Le club de la capitale et la Ville de Bruxelles ont signé une nouvelle convention.

Le Brussels avait convié la presse en milieu de semaine pour la signature de la convention le liant à la Ville de Bruxelles les trois prochaines années. Trois points ont été abordés : l’augmentation des subsides, la pérennisation de matchs importants au Palais 12 et de meilleures conditions de travail à Neder.

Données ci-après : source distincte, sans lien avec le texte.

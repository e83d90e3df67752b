//! Configuration file parsing for `ringvm.toml`.
//!
//! Searches the current directory then its ancestors. No file means default
//! settings; a file that exists but does not parse is an error.

use ringvm_core::MachineConfig;
use ringvm_runtime::ChannelPolicy;
use serde::{Deserialize, Serialize};
use std::path::{Path, PathBuf};
use thiserror::Error;

pub const FILE_NAME: &str = "ringvm.toml";

#[derive(Debug, Error)]
pub enum ConfigError {
    #[error("cannot read '{}': {}", .path.display(), .source)]
    Read {
        path: PathBuf,
        #[source]
        source: std::io::Error,
    },
    #[error("invalid toml in '{}': {}", .path.display(), .source)]
    Parse {
        path: PathBuf,
        #[source]
        source: toml::de::Error,
    },
    #[error("invalid setting in '{}': {}", .path.display(), .message)]
    Invalid { path: PathBuf, message: String },
}

#[derive(Debug, Deserialize, Serialize, Default, Clone, PartialEq)]
pub struct RingvmConfig {
    #[serde(default)]
    pub machine: MachineConfig,
    #[serde(default)]
    pub pipeline: PipelineSection,
    #[serde(default)]
    pub log: LogSection,
}

#[derive(Debug, Deserialize, Serialize, Clone, Copy, PartialEq, Eq, Default)]
#[serde(rename_all = "kebab-case")]
pub enum ChannelKind {
    #[default]
    Unbounded,
    FailFast,
    Backpressure,
}

#[derive(Debug, Deserialize, Serialize, Clone, PartialEq)]
#[serde(default)]
pub struct PipelineSection {
    /// Value injected into the first machine after the phase settings.
    pub seed: i64,
    pub channel: ChannelKind,
    /// Buffer size for `fail-fast` and `backpressure` channels.
    pub capacity: usize,
}

impl Default for PipelineSection {
    fn default() -> Self {
        Self {
            seed: 0,
            channel: ChannelKind::Unbounded,
            capacity: 16,
        }
    }
}

impl PipelineSection {
    pub fn policy(&self) -> ChannelPolicy {
        match self.channel {
            ChannelKind::Unbounded => ChannelPolicy::Unbounded,
            ChannelKind::FailFast => ChannelPolicy::fail_fast(self.capacity),
            ChannelKind::Backpressure => ChannelPolicy::backpressure(self.capacity),
        }
    }
}

#[derive(Debug, Deserialize, Serialize, Default, Clone, PartialEq)]
pub struct LogSection {
    /// `tracing` filter directive, e.g. `"info"` or `"ringvm_runtime=debug"`.
    pub filter: Option<String>,
}

impl RingvmConfig {
    /// Load the explicit `path` if given, otherwise search from the current
    /// directory. Returns the path that was read, if any.
    pub fn resolve(path: Option<&Path>) -> Result<(Option<PathBuf>, Self), ConfigError> {
        if let Some(path) = path {
            return Ok((Some(path.to_path_buf()), Self::load_from(path)?));
        }
        let Ok(cwd) = std::env::current_dir() else {
            return Ok((None, Self::default()));
        };
        match Self::find_from(&cwd)? {
            Some((path, cfg)) => Ok((Some(path), cfg)),
            None => Ok((None, Self::default())),
        }
    }

    /// Load config from a specific file path.
    pub fn load_from(path: &Path) -> Result<Self, ConfigError> {
        let content = std::fs::read_to_string(path).map_err(|source| ConfigError::Read {
            path: path.to_path_buf(),
            source,
        })?;
        let cfg: Self = toml::from_str(&content).map_err(|source| ConfigError::Parse {
            path: path.to_path_buf(),
            source,
        })?;
        cfg.validate(path)?;
        Ok(cfg)
    }

    /// Walk from `start` up to the filesystem root looking for `ringvm.toml`.
    pub fn find_from(start: &Path) -> Result<Option<(PathBuf, Self)>, ConfigError> {
        let mut dir = start.to_path_buf();
        loop {
            let candidate = dir.join(FILE_NAME);
            if candidate.is_file() {
                let cfg = Self::load_from(&candidate)?;
                return Ok(Some((candidate, cfg)));
            }
            if !dir.pop() {
                return Ok(None);
            }
        }
    }

    fn validate(&self, path: &Path) -> Result<(), ConfigError> {
        let minimum = match self.pipeline.channel {
            ChannelKind::Unbounded => 0,
            // The first channel holds a phase setting and the seed.
            ChannelKind::FailFast => 2,
            ChannelKind::Backpressure => 1,
        };
        if self.pipeline.capacity < minimum {
            return Err(ConfigError::Invalid {
                path: path.to_path_buf(),
                message: format!(
                    "pipeline.capacity must be at least {} for {:?} channels",
                    minimum, self.pipeline.channel
                ),
            });
        }
        if self.machine.max_memory == Some(0) {
            return Err(ConfigError::Invalid {
                path: path.to_path_buf(),
                message: "machine.max_memory must be at least 1".into(),
            });
        }
        Ok(())
    }

    /// Generate a default `ringvm.toml` template.
    pub fn default_template() -> &'static str {
        r#"# ringvm configuration

[machine]
# Fault once a machine has executed this many instructions.
# max_steps = 10000000
# Fault once a machine's memory would grow past this many cells.
# max_memory = 16777216

[pipeline]
seed = 0
# "unbounded", "fail-fast" or "backpressure"
channel = "unbounded"
# At least 2 for "fail-fast", at least 1 for "backpressure".
capacity = 16

[log]
# Overridden by RUST_LOG.
# filter = "info"
"#
    }
}

// ---------------------------------------------------------------------------
// Tests
// ---------------------------------------------------------------------------

#[cfg(test)]
mod tests {
    use super::*;
    use ringvm_runtime::OnFull;

    fn scratch_dir(name: &str) -> PathBuf {
        let dir = std::env::temp_dir().join(format!("ringvm-config-{}-{}", name, std::process::id()));
        let _ = std::fs::remove_dir_all(&dir);
        std::fs::create_dir_all(&dir).expect("create scratch dir");
        dir
    }

    #[test]
    fn empty_string_returns_default() {
        let cfg: RingvmConfig = toml::from_str("").expect("empty toml is valid");
        assert_eq!(cfg, RingvmConfig::default());
        assert_eq!(cfg.pipeline.capacity, 16);
        assert_eq!(cfg.pipeline.policy(), ChannelPolicy::Unbounded);
    }

    #[test]
    fn parse_full_config() {
        let toml_str = r#"
[machine]
max_steps = 500
max_memory = 4096

[pipeline]
seed = 3
channel = "backpressure"
capacity = 2

[log]
filter = "debug"
"#;
        let cfg: RingvmConfig = toml::from_str(toml_str).expect("should parse");
        assert_eq!(cfg.machine.max_steps, Some(500));
        assert_eq!(cfg.machine.max_memory, Some(4096));
        assert_eq!(cfg.pipeline.seed, 3);
        assert_eq!(
            cfg.pipeline.policy(),
            ChannelPolicy::Bounded {
                capacity: 2,
                on_full: OnFull::Block
            }
        );
        assert_eq!(cfg.log.filter.as_deref(), Some("debug"));
    }

    #[test]
    fn fail_fast_channel_kind() {
        let cfg: RingvmConfig =
            toml::from_str("[pipeline]\nchannel = \"fail-fast\"").expect("should parse");
        assert_eq!(cfg.pipeline.policy(), ChannelPolicy::fail_fast(16));
    }

    #[test]
    fn unknown_channel_kind_is_an_error() {
        let result: Result<RingvmConfig, _> = toml::from_str("[pipeline]\nchannel = \"lossy\"");
        assert!(result.is_err());
    }

    #[test]
    fn invalid_toml_returns_error() {
        let result: Result<RingvmConfig, _> = toml::from_str("[broken");
        assert!(result.is_err());
    }

    #[test]
    fn default_template_parses() {
        let cfg: RingvmConfig =
            toml::from_str(RingvmConfig::default_template()).expect("template must be valid toml");
        assert_eq!(cfg, RingvmConfig::default());
    }

    #[test]
    fn load_from_names_the_file_on_error() {
        let dir = scratch_dir("bad");
        let path = dir.join(FILE_NAME);
        std::fs::write(&path, "[pipeline\n").unwrap();
        let err = RingvmConfig::load_from(&path).unwrap_err();
        assert!(matches!(err, ConfigError::Parse { .. }));
        assert!(err.to_string().contains(FILE_NAME));
        let _ = std::fs::remove_dir_all(&dir);
    }

    #[test]
    fn zero_capacity_is_rejected_for_bounded_channels() {
        let dir = scratch_dir("zero");
        let path = dir.join(FILE_NAME);
        std::fs::write(&path, "[pipeline]\nchannel = \"backpressure\"\ncapacity = 0\n").unwrap();
        assert!(matches!(
            RingvmConfig::load_from(&path),
            Err(ConfigError::Invalid { .. })
        ));
        let _ = std::fs::remove_dir_all(&dir);
    }

    #[test]
    fn fail_fast_needs_room_for_phase_and_seed() {
        let dir = scratch_dir("fail-fast");
        let path = dir.join(FILE_NAME);
        std::fs::write(&path, "[pipeline]\nchannel = \"fail-fast\"\ncapacity = 1\n").unwrap();
        let err = RingvmConfig::load_from(&path).unwrap_err();
        assert!(err.to_string().contains("at least 2"));

        std::fs::write(&path, "[pipeline]\nchannel = \"fail-fast\"\ncapacity = 2\n").unwrap();
        assert_eq!(
            RingvmConfig::load_from(&path).unwrap().pipeline.policy(),
            ChannelPolicy::fail_fast(2)
        );
        let _ = std::fs::remove_dir_all(&dir);
    }

    #[test]
    fn find_from_searches_ancestors() {
        let dir = scratch_dir("ancestors");
        let nested = dir.join("a").join("b");
        std::fs::create_dir_all(&nested).unwrap();
        std::fs::write(dir.join(FILE_NAME), "[pipeline]\nseed = 9\n").unwrap();

        let (path, cfg) = RingvmConfig::find_from(&nested).unwrap().expect("config found");
        assert_eq!(path, dir.join(FILE_NAME));
        assert_eq!(cfg.pipeline.seed, 9);
        let _ = std::fs::remove_dir_all(&dir);
    }

    #[test]
    fn missing_explicit_path_is_a_read_error() {
        let dir = scratch_dir("missing");
        let err = RingvmConfig::resolve(Some(&dir.join("nope.toml"))).unwrap_err();
        assert!(matches!(err, ConfigError::Read { .. }));
        let _ = std::fs::remove_dir_all(&dir);
    }
}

A l’image de cette acoustique déficiente dans sa minuscule salle de presse (« J’ai un peu honte et je comprends la frustration du staff » opinera l’Echevin), le Brussels est à l’étroit et pas nécessairement heureux dans ses installations communales. « La Ville est la première consciente que les infrastructures ne correspondent pas aux ambitions du club. Comme une nouvelles salle n’est pas possible financièrement pour cette législature, on a voulu - en augmentant les subsides de façon substantielle et en liant les performances du club à des primes – démontrer la confiance de la Ville envers son club. »

Benoît Hellings, l’Echevin des Sports et du Climat de la Ville de Bruxelles, ne peut promettre la lune et a plutôt les pieds sur terre : «J’ai très vite vu le potentiel d’attractivité du club. D’un autre côté, je ne peux pas faire de vaines promesses mais j’avais envie de sécuriser le club et ses jeunes. Cette convention est un signal fort. Elle signifie que la Ville est derrière son club-phare… »

La convention entre le Brussels et la Ville de Bruxelles

- Elle passe de 150 à 200.000€ annuels

- Le subside pour l’Ecole de Jeunes passe de 75 à 100.000€

- Un subside de 50.000€ a été accordé pour du matériel de préparation physique

Des primes à la performance sont aussi accordées au club si il atteint les playoffs (5.000€), les demi-finales (10.000€), la finale (15.000€) ou le titre de champion de Belgique (25.000€). Si le club joue la Coupe d’Europe ou si il passe un tour, des primes (15.000€) sont également offertes..

4 matchs en 2020-21 au Palais 12 ?

Le Brussels a perdu son sponsor Maillot et certains partenaires importants ne renouvellent plus leur aide du fait de l’absence de salle et de l’absence de structure pour accueillir des VIP. «Le Palais 12, c’est notre seul produit d’appel envers les partenaires. Jouer 3-4 matchs sur une saison comme un Season Opener, l’Eloya Game de décembre, le Wilink Game plus tard, un dernier match à enjeu et attirer chaque fois 5-6000 personnes permetrait d’augmenter notre budget» confirme Serge Crevecoeur. Même si elle en a l’ambition, la Ville n’est pas encore en mesure de confirmer ces rencontres mais ça négocie. Le sujet est discuté avec Brussels Expo. «On travaille à l’idée de pérenniser des matchs importants en ce lieu » confirme l’échevin.

Des ajustements à Neder

Le Brussels dispose d’un local Balnéo (matériel de kiné, bain froid, outils de récupération) et des nouveaux matériaux de préparation physique qui ne le contraignent plus à se déplacer dans des salles de musculation. «Depuis 4 ans, on est le meilleur club francophone. C’est pas mal pour un club qui est en D1 depuis 6 ans. Mais en basket de haut niveau, et je ne parle pas ici en termes d’effectif, si vous êtes immobile au niveau des structures et des infrastructures, les autres clubs passent devant » témoigne Crevecoeur. «Actuellement, le Brussels est le seul club de Bruxelles capable d’amener un titre de champion de Belgique » espère l’échevin.

Neder devrait – comme le Palais du Midi – profiter à terme d’une nouvelle tribune, mais toujours en bon voisinage avec les autres usagers du hall omnisports. L’Echevin a également annoncé un travail sur la mobilité et l’espace VIP. «La Ville et le club ont un intérêt à amener plus de personnes vers ce sport. Le basketball fait bouger les gosses. C’est un beau projet de quartier et de ville. Il y a moyen d’écrire une belle histoire ici» a conclu Benoit Hellings.